» **ACTIVITY**: When the string "loaded" occurs in a line of the listing below, return that line.

» **MATERIAL TO PROCESS**:
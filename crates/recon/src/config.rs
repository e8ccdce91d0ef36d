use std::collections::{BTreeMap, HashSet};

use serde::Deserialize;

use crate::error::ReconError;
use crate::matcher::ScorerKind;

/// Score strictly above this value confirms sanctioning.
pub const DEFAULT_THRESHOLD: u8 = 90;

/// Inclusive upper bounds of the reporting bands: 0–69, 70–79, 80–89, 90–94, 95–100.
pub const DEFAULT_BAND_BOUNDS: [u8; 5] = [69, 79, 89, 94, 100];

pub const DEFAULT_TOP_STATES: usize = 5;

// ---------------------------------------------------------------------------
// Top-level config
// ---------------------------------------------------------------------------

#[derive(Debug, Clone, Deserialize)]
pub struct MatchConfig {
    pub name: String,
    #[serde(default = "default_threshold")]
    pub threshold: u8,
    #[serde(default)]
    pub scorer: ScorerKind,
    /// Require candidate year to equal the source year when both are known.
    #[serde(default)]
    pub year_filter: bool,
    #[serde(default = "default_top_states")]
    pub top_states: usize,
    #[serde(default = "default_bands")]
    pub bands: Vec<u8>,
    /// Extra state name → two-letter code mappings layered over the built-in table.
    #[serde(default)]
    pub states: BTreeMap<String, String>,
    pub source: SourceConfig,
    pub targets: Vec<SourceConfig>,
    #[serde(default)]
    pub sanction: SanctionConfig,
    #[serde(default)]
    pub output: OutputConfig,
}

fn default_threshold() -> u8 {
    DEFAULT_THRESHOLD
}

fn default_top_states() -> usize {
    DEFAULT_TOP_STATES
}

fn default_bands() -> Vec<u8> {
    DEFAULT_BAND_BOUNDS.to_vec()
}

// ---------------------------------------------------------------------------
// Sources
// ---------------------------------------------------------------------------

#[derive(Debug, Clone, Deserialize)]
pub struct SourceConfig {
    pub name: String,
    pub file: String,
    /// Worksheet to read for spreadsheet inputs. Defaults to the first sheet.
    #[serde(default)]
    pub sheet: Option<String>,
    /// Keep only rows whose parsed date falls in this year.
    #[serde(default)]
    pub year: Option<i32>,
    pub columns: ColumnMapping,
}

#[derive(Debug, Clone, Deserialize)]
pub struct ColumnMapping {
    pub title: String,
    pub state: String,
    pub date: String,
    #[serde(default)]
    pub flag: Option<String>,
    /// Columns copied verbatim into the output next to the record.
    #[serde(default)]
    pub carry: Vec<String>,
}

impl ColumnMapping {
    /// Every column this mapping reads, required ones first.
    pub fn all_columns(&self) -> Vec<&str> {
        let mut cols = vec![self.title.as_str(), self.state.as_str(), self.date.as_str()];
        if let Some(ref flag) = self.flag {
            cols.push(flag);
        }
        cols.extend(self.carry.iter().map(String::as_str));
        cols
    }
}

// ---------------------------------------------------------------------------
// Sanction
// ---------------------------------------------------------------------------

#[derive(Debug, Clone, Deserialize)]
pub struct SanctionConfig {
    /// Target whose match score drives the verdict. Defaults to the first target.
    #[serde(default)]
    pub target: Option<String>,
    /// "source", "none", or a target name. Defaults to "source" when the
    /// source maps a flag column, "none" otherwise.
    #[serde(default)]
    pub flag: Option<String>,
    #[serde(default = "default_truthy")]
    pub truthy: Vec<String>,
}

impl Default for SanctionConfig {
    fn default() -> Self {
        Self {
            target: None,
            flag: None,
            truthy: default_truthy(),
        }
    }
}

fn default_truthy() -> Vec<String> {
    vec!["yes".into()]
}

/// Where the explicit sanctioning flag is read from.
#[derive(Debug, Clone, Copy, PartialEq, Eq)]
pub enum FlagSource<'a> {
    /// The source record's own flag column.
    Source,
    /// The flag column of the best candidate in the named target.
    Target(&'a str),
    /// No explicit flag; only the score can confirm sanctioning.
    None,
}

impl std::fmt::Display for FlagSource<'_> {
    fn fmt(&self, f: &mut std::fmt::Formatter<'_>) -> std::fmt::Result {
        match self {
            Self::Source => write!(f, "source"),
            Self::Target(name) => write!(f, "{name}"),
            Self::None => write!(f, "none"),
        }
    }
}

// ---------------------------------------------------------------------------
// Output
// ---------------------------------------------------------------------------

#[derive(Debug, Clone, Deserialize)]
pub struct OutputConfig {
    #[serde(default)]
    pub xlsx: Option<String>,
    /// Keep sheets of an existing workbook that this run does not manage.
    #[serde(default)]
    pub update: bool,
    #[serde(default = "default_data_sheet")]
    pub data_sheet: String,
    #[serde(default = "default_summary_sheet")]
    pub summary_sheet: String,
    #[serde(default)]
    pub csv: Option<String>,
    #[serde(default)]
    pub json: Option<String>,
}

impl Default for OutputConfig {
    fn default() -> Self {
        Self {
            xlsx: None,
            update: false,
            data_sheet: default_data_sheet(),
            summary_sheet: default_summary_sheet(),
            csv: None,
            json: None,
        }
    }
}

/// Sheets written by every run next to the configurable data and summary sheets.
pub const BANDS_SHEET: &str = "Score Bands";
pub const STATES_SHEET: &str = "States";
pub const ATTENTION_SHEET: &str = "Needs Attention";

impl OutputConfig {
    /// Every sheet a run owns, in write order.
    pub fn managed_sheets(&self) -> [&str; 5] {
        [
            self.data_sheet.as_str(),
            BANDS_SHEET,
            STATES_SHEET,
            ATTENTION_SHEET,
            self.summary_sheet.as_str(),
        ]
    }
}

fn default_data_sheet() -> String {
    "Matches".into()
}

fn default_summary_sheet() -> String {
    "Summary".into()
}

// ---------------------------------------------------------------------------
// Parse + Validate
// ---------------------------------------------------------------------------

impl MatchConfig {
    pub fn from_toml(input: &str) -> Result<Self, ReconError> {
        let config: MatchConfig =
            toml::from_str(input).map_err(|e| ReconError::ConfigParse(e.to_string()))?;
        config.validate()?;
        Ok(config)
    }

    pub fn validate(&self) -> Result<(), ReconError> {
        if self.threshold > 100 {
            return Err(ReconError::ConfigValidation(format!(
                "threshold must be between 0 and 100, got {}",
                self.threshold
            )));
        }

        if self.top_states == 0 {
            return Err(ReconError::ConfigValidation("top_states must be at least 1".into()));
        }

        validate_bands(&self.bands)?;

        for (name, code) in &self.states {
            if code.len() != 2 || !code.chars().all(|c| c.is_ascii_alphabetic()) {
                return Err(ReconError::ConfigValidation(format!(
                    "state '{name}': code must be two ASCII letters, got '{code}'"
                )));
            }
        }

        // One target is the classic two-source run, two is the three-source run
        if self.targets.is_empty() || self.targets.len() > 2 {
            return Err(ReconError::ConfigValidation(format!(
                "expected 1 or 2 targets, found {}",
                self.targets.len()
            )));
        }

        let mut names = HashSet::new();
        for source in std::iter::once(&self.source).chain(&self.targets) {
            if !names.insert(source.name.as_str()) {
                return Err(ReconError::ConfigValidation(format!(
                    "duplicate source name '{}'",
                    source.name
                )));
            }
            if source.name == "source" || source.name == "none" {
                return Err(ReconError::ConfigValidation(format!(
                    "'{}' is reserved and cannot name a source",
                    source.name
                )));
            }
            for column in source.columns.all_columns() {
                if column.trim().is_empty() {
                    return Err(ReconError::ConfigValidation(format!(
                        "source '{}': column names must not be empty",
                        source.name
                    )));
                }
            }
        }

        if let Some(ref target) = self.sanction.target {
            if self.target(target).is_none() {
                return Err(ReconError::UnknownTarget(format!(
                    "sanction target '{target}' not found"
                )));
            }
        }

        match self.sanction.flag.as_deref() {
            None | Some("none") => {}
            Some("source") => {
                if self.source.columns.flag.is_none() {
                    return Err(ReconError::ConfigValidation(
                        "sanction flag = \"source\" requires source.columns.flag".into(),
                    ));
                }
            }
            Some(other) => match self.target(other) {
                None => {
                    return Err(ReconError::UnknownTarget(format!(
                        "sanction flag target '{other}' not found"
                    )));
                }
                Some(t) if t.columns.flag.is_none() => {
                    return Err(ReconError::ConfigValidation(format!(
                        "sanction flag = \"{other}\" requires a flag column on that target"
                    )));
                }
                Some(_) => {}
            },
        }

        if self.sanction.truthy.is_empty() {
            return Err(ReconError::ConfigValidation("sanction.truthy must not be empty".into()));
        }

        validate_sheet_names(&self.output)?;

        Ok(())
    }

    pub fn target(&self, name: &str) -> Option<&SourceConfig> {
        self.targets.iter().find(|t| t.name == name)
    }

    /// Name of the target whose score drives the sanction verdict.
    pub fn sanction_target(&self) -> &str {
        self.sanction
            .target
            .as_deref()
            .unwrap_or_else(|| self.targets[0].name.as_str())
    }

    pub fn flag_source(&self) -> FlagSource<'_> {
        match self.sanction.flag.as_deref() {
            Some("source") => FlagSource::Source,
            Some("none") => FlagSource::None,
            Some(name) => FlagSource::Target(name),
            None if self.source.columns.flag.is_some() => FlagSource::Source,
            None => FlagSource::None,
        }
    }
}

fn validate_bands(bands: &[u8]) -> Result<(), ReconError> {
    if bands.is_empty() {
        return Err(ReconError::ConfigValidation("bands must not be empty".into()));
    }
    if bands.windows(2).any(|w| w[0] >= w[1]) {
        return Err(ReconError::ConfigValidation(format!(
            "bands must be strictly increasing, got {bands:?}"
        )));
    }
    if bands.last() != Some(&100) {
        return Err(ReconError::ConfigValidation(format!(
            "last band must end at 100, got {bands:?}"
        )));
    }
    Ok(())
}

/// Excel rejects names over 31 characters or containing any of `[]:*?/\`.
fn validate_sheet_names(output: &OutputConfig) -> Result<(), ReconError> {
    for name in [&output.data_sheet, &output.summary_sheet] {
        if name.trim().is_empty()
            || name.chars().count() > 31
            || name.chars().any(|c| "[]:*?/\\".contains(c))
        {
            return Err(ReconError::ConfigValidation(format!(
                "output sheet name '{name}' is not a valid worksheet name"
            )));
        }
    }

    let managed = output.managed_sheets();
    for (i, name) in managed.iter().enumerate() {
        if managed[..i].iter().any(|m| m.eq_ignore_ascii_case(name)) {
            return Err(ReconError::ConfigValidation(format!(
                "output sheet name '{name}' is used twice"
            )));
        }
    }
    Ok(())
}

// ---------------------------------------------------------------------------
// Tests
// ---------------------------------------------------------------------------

--

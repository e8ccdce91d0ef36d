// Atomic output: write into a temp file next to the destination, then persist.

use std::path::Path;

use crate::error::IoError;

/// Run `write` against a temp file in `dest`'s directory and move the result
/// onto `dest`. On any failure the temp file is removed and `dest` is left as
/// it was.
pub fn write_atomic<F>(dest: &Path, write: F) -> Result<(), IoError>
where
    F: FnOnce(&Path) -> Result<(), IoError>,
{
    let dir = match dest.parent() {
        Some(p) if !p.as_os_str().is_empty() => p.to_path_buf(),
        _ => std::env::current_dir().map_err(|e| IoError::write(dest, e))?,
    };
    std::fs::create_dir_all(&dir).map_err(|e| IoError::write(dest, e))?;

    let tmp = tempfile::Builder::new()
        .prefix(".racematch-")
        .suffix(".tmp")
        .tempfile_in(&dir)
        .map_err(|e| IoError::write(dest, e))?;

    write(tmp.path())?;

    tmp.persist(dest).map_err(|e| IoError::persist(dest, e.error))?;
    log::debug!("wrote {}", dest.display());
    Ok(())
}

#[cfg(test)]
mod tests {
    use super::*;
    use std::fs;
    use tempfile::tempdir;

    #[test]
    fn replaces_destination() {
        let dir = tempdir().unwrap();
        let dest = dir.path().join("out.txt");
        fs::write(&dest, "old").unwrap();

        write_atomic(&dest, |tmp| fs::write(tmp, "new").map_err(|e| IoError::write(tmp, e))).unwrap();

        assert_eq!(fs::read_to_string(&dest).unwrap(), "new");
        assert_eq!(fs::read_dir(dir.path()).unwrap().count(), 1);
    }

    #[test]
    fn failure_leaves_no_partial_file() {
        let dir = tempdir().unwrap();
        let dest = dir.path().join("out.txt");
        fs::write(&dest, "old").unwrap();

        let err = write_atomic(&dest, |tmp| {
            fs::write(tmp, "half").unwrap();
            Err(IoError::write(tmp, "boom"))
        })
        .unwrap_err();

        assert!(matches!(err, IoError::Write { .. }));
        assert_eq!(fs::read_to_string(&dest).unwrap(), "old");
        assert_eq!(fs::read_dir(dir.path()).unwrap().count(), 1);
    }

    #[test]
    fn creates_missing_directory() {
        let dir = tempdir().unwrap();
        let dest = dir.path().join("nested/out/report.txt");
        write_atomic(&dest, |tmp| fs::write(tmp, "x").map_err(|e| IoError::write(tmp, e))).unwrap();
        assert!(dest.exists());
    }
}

...

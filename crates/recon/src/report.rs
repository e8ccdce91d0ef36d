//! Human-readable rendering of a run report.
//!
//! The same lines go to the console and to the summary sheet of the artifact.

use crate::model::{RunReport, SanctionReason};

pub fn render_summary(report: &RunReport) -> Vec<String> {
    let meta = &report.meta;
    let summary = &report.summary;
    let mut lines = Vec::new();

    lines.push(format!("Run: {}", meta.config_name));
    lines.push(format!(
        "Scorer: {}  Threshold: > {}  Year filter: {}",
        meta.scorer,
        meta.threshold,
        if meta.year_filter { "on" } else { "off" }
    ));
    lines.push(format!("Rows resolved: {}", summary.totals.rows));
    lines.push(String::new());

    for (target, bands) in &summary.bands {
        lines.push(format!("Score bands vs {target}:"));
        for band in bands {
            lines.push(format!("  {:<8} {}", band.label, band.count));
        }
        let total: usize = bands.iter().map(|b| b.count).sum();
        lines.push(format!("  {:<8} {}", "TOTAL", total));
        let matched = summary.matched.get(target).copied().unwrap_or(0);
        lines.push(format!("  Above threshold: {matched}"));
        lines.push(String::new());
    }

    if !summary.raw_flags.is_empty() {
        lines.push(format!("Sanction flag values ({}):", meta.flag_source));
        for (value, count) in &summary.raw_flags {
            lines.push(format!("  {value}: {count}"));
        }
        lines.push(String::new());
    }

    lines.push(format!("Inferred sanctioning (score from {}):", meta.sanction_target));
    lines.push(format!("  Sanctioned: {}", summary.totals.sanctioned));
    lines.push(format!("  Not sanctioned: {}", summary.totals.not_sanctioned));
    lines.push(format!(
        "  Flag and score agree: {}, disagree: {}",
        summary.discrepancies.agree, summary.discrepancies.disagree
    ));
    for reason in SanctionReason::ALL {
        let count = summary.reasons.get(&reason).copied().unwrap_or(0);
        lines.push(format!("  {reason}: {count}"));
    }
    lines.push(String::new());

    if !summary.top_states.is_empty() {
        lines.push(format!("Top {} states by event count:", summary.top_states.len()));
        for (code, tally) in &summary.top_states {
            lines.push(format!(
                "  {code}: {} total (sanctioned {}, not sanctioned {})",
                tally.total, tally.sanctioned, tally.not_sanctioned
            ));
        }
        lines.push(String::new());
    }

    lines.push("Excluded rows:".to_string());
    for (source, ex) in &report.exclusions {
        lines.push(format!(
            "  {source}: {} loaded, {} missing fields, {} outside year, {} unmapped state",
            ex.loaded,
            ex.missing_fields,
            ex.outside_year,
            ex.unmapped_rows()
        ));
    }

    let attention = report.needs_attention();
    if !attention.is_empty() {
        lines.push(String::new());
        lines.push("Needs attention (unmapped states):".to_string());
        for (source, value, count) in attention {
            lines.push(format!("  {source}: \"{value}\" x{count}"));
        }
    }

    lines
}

» **SOLUTION TO THIS PROBLEM**:
            "  {source}: {} loaded, {} missing fields, {} outside year, {} unmapped state",
            ex.loaded,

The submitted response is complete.